[[ Study material, beginning ]]

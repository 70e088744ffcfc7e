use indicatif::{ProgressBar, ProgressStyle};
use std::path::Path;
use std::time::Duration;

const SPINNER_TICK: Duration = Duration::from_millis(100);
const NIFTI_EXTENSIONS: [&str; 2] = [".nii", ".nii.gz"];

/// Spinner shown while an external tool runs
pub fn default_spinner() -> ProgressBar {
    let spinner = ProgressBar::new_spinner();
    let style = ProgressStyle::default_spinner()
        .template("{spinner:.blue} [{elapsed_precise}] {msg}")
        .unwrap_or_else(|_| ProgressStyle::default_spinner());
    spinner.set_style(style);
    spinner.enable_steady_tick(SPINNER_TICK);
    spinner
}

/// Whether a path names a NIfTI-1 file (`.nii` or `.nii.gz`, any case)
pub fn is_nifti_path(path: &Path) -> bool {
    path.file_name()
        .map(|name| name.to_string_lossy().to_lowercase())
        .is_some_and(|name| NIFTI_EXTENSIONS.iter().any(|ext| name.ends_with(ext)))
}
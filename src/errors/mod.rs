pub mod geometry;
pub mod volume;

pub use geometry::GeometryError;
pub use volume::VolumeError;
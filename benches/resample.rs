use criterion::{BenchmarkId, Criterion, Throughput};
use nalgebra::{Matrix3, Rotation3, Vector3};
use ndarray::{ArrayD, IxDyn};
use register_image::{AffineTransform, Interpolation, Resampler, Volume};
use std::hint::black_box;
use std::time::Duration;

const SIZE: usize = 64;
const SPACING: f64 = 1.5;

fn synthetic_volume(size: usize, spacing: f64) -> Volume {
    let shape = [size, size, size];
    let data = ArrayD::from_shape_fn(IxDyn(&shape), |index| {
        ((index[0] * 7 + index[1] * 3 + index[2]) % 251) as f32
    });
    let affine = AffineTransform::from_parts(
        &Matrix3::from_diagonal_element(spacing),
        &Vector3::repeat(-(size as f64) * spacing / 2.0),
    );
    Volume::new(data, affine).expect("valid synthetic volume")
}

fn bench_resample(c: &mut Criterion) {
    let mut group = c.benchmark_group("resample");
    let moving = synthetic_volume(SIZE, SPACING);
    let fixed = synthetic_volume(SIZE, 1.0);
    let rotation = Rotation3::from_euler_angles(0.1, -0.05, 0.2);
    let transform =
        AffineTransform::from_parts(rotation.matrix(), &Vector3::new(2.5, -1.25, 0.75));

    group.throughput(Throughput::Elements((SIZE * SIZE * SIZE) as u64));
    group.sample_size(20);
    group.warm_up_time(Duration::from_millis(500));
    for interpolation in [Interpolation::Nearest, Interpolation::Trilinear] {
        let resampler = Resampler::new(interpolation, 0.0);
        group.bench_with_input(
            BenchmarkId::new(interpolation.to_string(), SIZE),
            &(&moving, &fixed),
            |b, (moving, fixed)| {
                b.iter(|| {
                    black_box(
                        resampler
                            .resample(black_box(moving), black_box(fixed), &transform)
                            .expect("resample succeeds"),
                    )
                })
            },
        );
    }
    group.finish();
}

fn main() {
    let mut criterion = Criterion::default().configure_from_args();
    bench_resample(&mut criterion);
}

[[ Study material, end ]]
[[ Study material, beginning ]]

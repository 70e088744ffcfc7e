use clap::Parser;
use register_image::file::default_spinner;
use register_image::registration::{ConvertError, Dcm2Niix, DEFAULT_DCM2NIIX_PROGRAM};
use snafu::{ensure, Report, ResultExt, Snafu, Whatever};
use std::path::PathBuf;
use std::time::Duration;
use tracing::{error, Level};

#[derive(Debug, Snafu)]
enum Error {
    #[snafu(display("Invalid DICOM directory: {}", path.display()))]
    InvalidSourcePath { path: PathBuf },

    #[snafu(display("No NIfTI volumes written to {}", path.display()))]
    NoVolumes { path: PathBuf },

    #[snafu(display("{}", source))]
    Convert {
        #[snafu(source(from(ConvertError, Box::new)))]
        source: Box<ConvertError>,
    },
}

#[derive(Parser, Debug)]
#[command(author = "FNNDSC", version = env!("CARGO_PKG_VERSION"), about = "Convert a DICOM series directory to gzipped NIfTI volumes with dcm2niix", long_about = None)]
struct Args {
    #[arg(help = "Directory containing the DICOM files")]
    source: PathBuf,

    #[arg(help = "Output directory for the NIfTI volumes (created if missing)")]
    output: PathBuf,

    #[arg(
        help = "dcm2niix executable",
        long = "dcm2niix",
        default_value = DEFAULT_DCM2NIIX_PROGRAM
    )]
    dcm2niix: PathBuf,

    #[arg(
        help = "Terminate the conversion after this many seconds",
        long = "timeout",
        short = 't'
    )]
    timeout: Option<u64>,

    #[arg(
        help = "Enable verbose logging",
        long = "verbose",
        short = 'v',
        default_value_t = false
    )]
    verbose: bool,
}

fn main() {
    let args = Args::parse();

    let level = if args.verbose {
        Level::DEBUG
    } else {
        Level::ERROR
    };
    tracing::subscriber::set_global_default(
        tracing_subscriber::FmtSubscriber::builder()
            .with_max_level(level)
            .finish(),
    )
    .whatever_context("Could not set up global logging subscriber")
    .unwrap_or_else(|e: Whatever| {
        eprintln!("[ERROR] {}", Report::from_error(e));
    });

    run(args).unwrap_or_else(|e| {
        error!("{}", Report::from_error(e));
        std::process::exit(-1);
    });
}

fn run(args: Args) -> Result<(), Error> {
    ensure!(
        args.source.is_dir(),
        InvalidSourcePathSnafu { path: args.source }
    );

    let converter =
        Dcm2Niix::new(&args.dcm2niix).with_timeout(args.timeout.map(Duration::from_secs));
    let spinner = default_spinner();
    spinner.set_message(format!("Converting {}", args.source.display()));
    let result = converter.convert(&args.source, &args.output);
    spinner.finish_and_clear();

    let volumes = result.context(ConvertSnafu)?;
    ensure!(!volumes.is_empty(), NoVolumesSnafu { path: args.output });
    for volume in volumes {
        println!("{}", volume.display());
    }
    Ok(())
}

[[ Study material, end ]]

* About this exercise: Which of the lines above carry the string "logging"? Pick them out and copy them.

* The answer:
        help = "Enable verbose logging",
    .whatever_context("Could not set up global logging subscriber")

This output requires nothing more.